Jan 6, 2011 at 6:21 AM

Yes, as you may have guessed 0 is a special value meaning there is a zero length allocation.

Is there anything else unique about this attachment? Try iterating over all of it's properties and compare them to a "normal" attachment. Is there any other distinguishing factor common to all of the "failed" attachments versus normal ones?

Jan 7, 2011 at 1:27 AM

All of the properties of the failing attachment seem to be normal, except its length, which is 0.
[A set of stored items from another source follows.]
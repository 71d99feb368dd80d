use async_trait::async_trait;
use uuid::Uuid;

use crate::domain::courier::Courier;
use crate::domain::order::{Order, OrderStatus};
use crate::errors::DeliveryError;

/// Order store.
///
/// `add` and `update` take the aggregate mutably so its raised events can be
/// handed to the enclosing unit of work.
#[async_trait]
pub trait OrderRepository: Send + Sync {
    async fn add(&mut self, order: &mut Order) -> Result<(), DeliveryError>;

    async fn update(&mut self, order: &mut Order) -> Result<(), DeliveryError>;

    async fn get(&self, id: Uuid) -> Result<Option<Order>, DeliveryError>;

    /// Oldest order (insertion order) in `status`.
    async fn get_first_in_status(&self, status: OrderStatus) -> Result<Option<Order>, DeliveryError>;

    async fn get_all_in_status(&self, status: OrderStatus) -> Result<Vec<Order>, DeliveryError>;
}

/// Courier store.
#[async_trait]
pub trait CourierRepository: Send + Sync {
    async fn add(&mut self, courier: &mut Courier) -> Result<(), DeliveryError>;

    async fn update(&mut self, courier: &mut Courier) -> Result<(), DeliveryError>;

    async fn get(&self, id: Uuid) -> Result<Option<Courier>, DeliveryError>;

    /// Couriers with at least one free storage place.
    async fn get_all_available(&self) -> Result<Vec<Courier>, DeliveryError>;

    async fn get_all(&self) -> Result<Vec<Courier>, DeliveryError>;
}
// ============================================================================
// Adapters - bundled implementations of the outbound ports
// ============================================================================
//
// - RandomGeoClient: GeoClient that places every street on a random grid cell
// - TracingOrderProducer: OrderStatusProducer that emits the integration
//   event as a structured log record on the configured topic
//
// ============================================================================

pub mod geo;
pub mod producer;

pub use geo::RandomGeoClient;
pub use producer::{OrderStatusChangedIntegrationEvent, TracingOrderProducer};
// ============================================================================
// Shared Kernel - Value objects used by more than one aggregate
// ============================================================================

pub mod location;

pub use location::{Location, LocationError, MAX_COORDINATE, MIN_COORDINATE};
I wrote code based on the property bag iterator in another message, and came up with this for a good attachment:

MAPI3701_0102:Attachment body, length 96
MAPI370a_0102:192 bytes: 2A 86 48 86 F7 14 03 0A 04 

And this for one that fails.

MAPI3701_0102:Attachment body, length 0
MAPI370a_0102:160 bytes: 2A 86 48 86 F7 14 03 0A 04 

Not a lot of difference... The property name is MAPI, then property ID in hex, then property type in hex. Except for 3701, the attachment itself, the string following the colon is the value.

Feb 11, 2011 at 6:48 PM

Sounds like the PST layer should handle zero length attachments. In the meantime as a work around it sounds like you need to explicitly check the attachment length before trying to open a stream on it.

Feb 11, 2011 at 7:49 PM

I have managed to get it running by doing that. That PST is somewhat mangled anyway; I find that there is a message in it with invalid (truncated) compressed RTF as well. That one is particularly annoying as the RTF seems to have been truncated, then compressed, so length and CRC are correct but the resulting RTF is invalid.